BICKELL v. LAKE TAYLOR
HOSPITAL, et al.
NOVEMBER 24, 1998
Record No. 1328-98-1
JERRY ANNE BICKELL
LAKE TAYLOR HOSPITAL AND
MEMORANDUM OPINION PER CURIAM
FROM THE VIRGINIA
WORKERS’ COMPENSATION COMMISSION
Present: Judges Benton,
Coleman and Willis
Kirk Whitworth; Joynes
& Marcari, on brief), for appellant.
(Andrea L. Bailey; Crews
& Hancock, on brief), for appellees.
Jerry Anne Bickell
contends that the Workers’ Compensation Commission erred in
finding she failed to prove an injury by accident arising out of
her employment on March 15, 1996. Upon reviewing the record and
the briefs of the parties, we conclude that this appeal is
without merit. Accordingly, we summarily affirm the commission’s
decision. See Rule 5A:27.
To recover benefits,
Bickell must establish that she suffered an "injury by
accident arising out of and in the course of [her] employment." Code Sect. 65.2-101. "The phrase arising
‘out of’ refers to the origin or cause of the injury." County
of Chesterfield v.

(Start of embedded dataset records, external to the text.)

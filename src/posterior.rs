//! Query results: the normalized `Posterior` over the query variables, and per-variable
//! `Marginal`s with argmax extraction.

use crate::factor::Factor;
use crate::util::{Result, SedRiskError};
use crate::variable::{all_assignments, Assignment, Variable};

use indexmap::IndexMap;
use itertools::Itertools;
use serde::ser::{Serialize, SerializeMap, Serializer};

use std::fmt;


/// The joint posterior distribution over the query `Variable`s. Values sum to 1.
#[derive(Clone, Debug, PartialEq)]
pub struct Posterior {
    factor: Factor,
}

impl Posterior {

    /// Wrap a normalized `Factor`
    pub(crate) fn new(factor: Factor) -> Self {
        Posterior { factor }
    }


    /// The query `Variable`s, in query order
    pub fn variables(&self) -> &[Variable] {
        self.factor.scope()
    }


    pub fn factor(&self) -> &Factor {
        &self.factor
    }


    pub fn into_factor(self) -> Factor {
        self.factor
    }


    /// The probability of a complete assignment of state labels to the query `Variable`s
    ///
    /// # Errors
    /// * `SedRiskError::IncompleteAssignment` if a query `Variable` is not given a label
    /// * `SedRiskError::InvalidState` if a label is unknown
    pub fn probability(&self, labels: &[(&str, &str)]) -> Result<f64> {
        let mut assignment = Assignment::new();
        for v in self.variables() {
            let label = labels.iter()
                              .find(|(name, _)| *name == v.name())
                              .map(|&(_, label)| label)
                              .ok_or_else(|| SedRiskError::IncompleteAssignment(String::from(v.name())))?;
            assignment.set(v, v.state_index(label)?);
        }
        self.factor.value(&assignment)
    }


    /// The marginal distribution of one query `Variable`
    pub fn marginal(&self, name: &str) -> Result<Marginal> {
        let var = self.variables()
                      .iter()
                      .find(|v| v.name() == name)
                      .ok_or_else(|| SedRiskError::UnknownVariable(String::from(name)))?;

        let mut factor = self.factor.clone();
        for other in self.variables().iter().filter(|v| v.name() != name) {
            factor = factor.marginalize(other.name())?;
        }

        Ok(Marginal {
            variable: var.clone(),
            probabilities: factor.table().iter().cloned().collect(),
        })
    }


    /// The marginal of every query `Variable`, in query order
    pub fn marginals(&self) -> Result<Vec<Marginal>> {
        self.variables().iter().map(|v| self.marginal(v.name())).collect()
    }


    /// For a posterior over a single `Variable`: the most probable state and its probability.
    /// Ties go to the state declared first.
    ///
    /// # Errors
    /// * `SedRiskError::DimensionMismatch` if the posterior is over more than one `Variable`
    pub fn argmax_state(&self) -> Result<(&str, f64)> {
        match self.variables() {
            [var] => {
                let (idx, p) = first_max(self.factor.table().iter().cloned());
                Ok((var.state(idx).unwrap_or_default(), p))
            },
            vars => Err(SedRiskError::DimensionMismatch(format!(
                "argmax_state needs a posterior over one variable, this one covers ({})",
                vars.iter().join(", ")
            ))),
        }
    }


    /// The most probable joint assignment (as state labels, in query order) and its
    /// probability. Ties go to the assignment that comes first in row-major order.
    pub fn argmax(&self) -> (Vec<&str>, f64) {
        let (idx, p) = first_max(self.factor.table().iter().cloned());
        let labels = self.iter()
                         .nth(idx)
                         .map(|(labels, _)| labels)
                         .unwrap_or_default();
        (labels, p)
    }


    /// Iterate over `(state labels, probability)` in row-major order
    pub fn iter(&self) -> impl Iterator<Item = (Vec<&str>, f64)> + '_ {
        let vars = self.variables();
        all_assignments(vars).zip(self.factor.table().iter().cloned()).map(move |(assn, p)| {
            let labels = vars.iter()
                             .map(|v| assn.get(v).and_then(|s| v.state(s)).unwrap_or("?"))
                             .collect();
            (labels, p)
        })
    }
}

impl fmt::Display for Posterior {

    fn fmt(&self, f: &mut fmt::Formatter) -> fmt::Result {
        let mut header: Vec<String> = self.variables().iter().map(|v| v.name().to_string()).collect();
        header.push(format!("phi({})", self.variables().iter().join(",")));

        let rows = self.iter().map(|(labels, p)| {
            let mut row: Vec<String> = self.variables()
                                           .iter()
                                           .zip(labels)
                                           .map(|(v, l)| format!("{}({})", v.name(), l))
                                           .collect();
            row.push(format!("{:.4}", p));
            row
        }).collect();

        render_table(f, header, rows)
    }
}


/// The posterior distribution of a single `Variable`
#[derive(Clone, Debug, PartialEq)]
pub struct Marginal {
    variable: Variable,
    probabilities: Vec<f64>,
}

impl Marginal {

    pub fn variable(&self) -> &Variable {
        &self.variable
    }


    /// Probabilities in the declared state order
    pub fn probabilities(&self) -> &[f64] {
        &self.probabilities
    }


    /// The probability of the state labelled `label`
    pub fn get(&self, label: &str) -> Option<f64> {
        self.variable.state_index(label).ok().map(|i| self.probabilities[i])
    }


    /// The most probable state and its probability. Ties go to the state declared first.
    pub fn argmax_state(&self) -> (&str, f64) {
        let (idx, p) = first_max(self.probabilities.iter().cloned());
        (self.variable.state(idx).unwrap_or_default(), p)
    }


    /// Iterate over `(state label, probability)` in declared order
    pub fn iter(&self) -> impl Iterator<Item = (&str, f64)> {
        self.variable.states().iter().map(String::as_str).zip(self.probabilities.iter().cloned())
    }


    pub fn to_map(&self) -> IndexMap<String, f64> {
        self.iter().map(|(l, p)| (String::from(l), p)).collect()
    }
}

impl Serialize for Marginal {

    fn serialize<S: Serializer>(&self, serializer: S) -> std::result::Result<S::Ok, S::Error> {
        let mut map = serializer.serialize_map(Some(self.probabilities.len()))?;
        for (label, p) in self.iter() {
            map.serialize_entry(label, &p)?;
        }
        map.end()
    }
}

impl fmt::Display for Marginal {

    fn fmt(&self, f: &mut fmt::Formatter) -> fmt::Result {
        let name = self.variable.name();
        let header = vec![String::from(name), format!("phi({})", name)];
        let rows = self.iter()
                       .map(|(l, p)| vec![format!("{}({})", name, l), format!("{:.4}", p)])
                       .collect();
        render_table(f, header, rows)
    }
}


/// Index and value of the first maximum
fn first_max<I: Iterator<Item = f64>>(values: I) -> (usize, f64) {
    values.enumerate().fold((0, std::f64::NEG_INFINITY), |best, (i, p)| {
        if p > best.1 { (i, p) } else { best }
    })
}


/// Render a bordered table. The last column is right-aligned.
fn render_table(f: &mut fmt::Formatter, header: Vec<String>, rows: Vec<Vec<String>>) -> fmt::Result {
    let mut widths: Vec<usize> = header.iter().map(|h| h.len()).collect();
    for row in rows.iter() {
        for (w, cell) in widths.iter_mut().zip(row.iter()) {
            *w = (*w).max(cell.len());
        }
    }

    let rule = |c: char| -> String {
        let inner = widths.iter().map(|&w| c.to_string().repeat(w + 2)).join("+");
        format!("+{}+", inner)
    };
    let line = |cells: &[String]| -> String {
        let last = cells.len() - 1;
        let inner = cells.iter().zip(widths.iter()).enumerate().map(|(i, (cell, &w))| {
            if i == last {
                format!(" {:>w$} ", cell, w = w)
            } else {
                format!(" {:<w$} ", cell, w = w)
            }
        }).join("|");
        format!("|{}|", inner)
    };

    writeln!(f, "{}", rule('-'))?;
    writeln!(f, "{}", line(&header))?;
    writeln!(f, "{}", rule('='))?;
    for row in rows.iter() {
        writeln!(f, "{}", line(row))?;
        writeln!(f, "{}", rule('-'))?;
    }
    Ok(())
}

Johnson, 237 Va. 180, 183, 376 S.E.2d 73,
74 (1989). It requires proof "that the conditions of the
workplace or some significant work related exertion caused the
injury." Plumb Rite Plumbing Serv. v. Barbour, 8 Va.

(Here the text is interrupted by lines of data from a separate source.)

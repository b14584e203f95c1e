//! Defines a `ConditionalInferenceEngine` that answers queries by brute force: it sums the full
//! joint distribution, one complete assignment at a time.
//!
//! The cost is exponential in the number of `Variable`s, so this engine is only practical for
//! small models. It shares no code path with variable elimination, which makes it a useful
//! reference to check the latter against.

use crate::config::EngineConfig;
use crate::evidence::Evidence;
use crate::factor::{table_size, Factor};
use crate::model::DirectedModel;
use crate::posterior::Posterior;
use crate::util::{Result, SedRiskError};
use crate::variable::{all_assignments, Variable};
use super::{conditional, resolve_query, ConditionalInferenceEngine};

use tracing::debug;


pub struct Enumeration<'a> {
    model: &'a DirectedModel,
    config: EngineConfig,
}


impl<'a> Enumeration<'a> {

    pub fn new(model: &'a DirectedModel) -> Self {
        Enumeration::with_config(model, EngineConfig::default())
    }


    /// `config.max_factor_entries` bounds the size of the full joint this engine will walk
    pub fn with_config(model: &'a DirectedModel, config: EngineConfig) -> Self {
        Enumeration { model, config }
    }
}


impl<'a> ConditionalInferenceEngine for Enumeration<'a> {

    fn infer(&self, variables: &[&str], evidence: &Evidence) -> Result<Posterior> {
        let query = resolve_query(self.model, variables, evidence)?;

        let all: Vec<Variable> = self.model.variables().cloned().collect();
        let shape: Vec<usize> = all.iter().map(Variable::cardinality).collect();
        let joint = table_size(&shape)?;
        if joint > self.config.max_factor_entries {
            return Err(SedRiskError::ResourceExceeded(format!(
                "the full joint has {} entries, the limit is {}", joint, self.config.max_factor_entries
            )));
        }
        debug!(entries = joint, "enumerating the full joint");

        let size: usize = query.iter().map(|v| v.cardinality()).product();
        let mut acc = vec![0.0; size];

        for assn in all_assignments(&all) {
            let consistent = evidence.iter().all(|(name, state)| assn.get_by_name(name) == Some(state));
            if !consistent {
                continue;
            }

            // row-major position of the query part of the assignment
            let mut idx = 0;
            for v in query.iter() {
                let state = assn.get(v).ok_or_else(|| SedRiskError::IncompleteAssignment(String::from(v.name())))?;
                idx = idx * v.cardinality() + state;
            }
            acc[idx] += self.model.probability(&assn)?;
        }

        let scope = query.into_iter().cloned().collect();
        conditional(Factor::from_vec(scope, acc)?)
    }

}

App. 482, 484, 382 S.E.2d 305, 306 (1989). Furthermore, the
commission’s determination that the evidence failed to prove
"an injury arising out of the employment is a mixed question
of law and fact and is reviewable by the appellate court." Plumb
Rite, 8 Va. App. at 483, 382 S.E.2d at 305.
On appeal, we view the
evidence in the light most favorable to the party prevailing
below. See R.G. Moore Bldg. Corp. v. Mullins, 10
Va. App. 211, 212, 390 S.E.2d 788, 788 (1990). In denying
Bickell’s application, the commission found as follows:
[W]e are persuaded
that the accident occurred as described by [Bickell] both at
the hearing and in her recorded statement. [Bickell] was
standing, both feet flat on the floor, slightly bent at the
waist with her arms outstretched in preparation to lift the
patient. She had not lifted the patient or exerted any effort
in preparation to do so. [Bickell] was not in an awkward
position but was simply standing flat-footed. She had sought
medical treatment for her ankle the day before, and she has
not described any work-related cause for her ankle injury.
Credible evidence in the
record established that Bickell was standing flat-footed in
preparation for lifting the patient. She was not in an awkward
position and did not engage in any significant exertion. Thus, no
condition or hazard peculiar to Bickell’s workplace caused her
The commission correctly
rejected Patsy Meseroll’s testimony. Her testimony that Bickell
was actually lifting the patient, contradicted Bickell’s own
testimony. Under the doctrine enunciated in Massie v.
Firmstone, 134 Va. 450, 462, 114 S.E. 652, 656 (1922),
Bickell could not rise above her own testimony, which was
insufficient to prove an injury by accident arising out of her
employment. Therefore, we hold that Bickell failed to prove as a
matter of law that her injury arose out of her employment.
For these reasons, we
affirm the commission’s decision.
 Pursuant to Code Sect. 17-116.010 this
opinion is not designated for publication.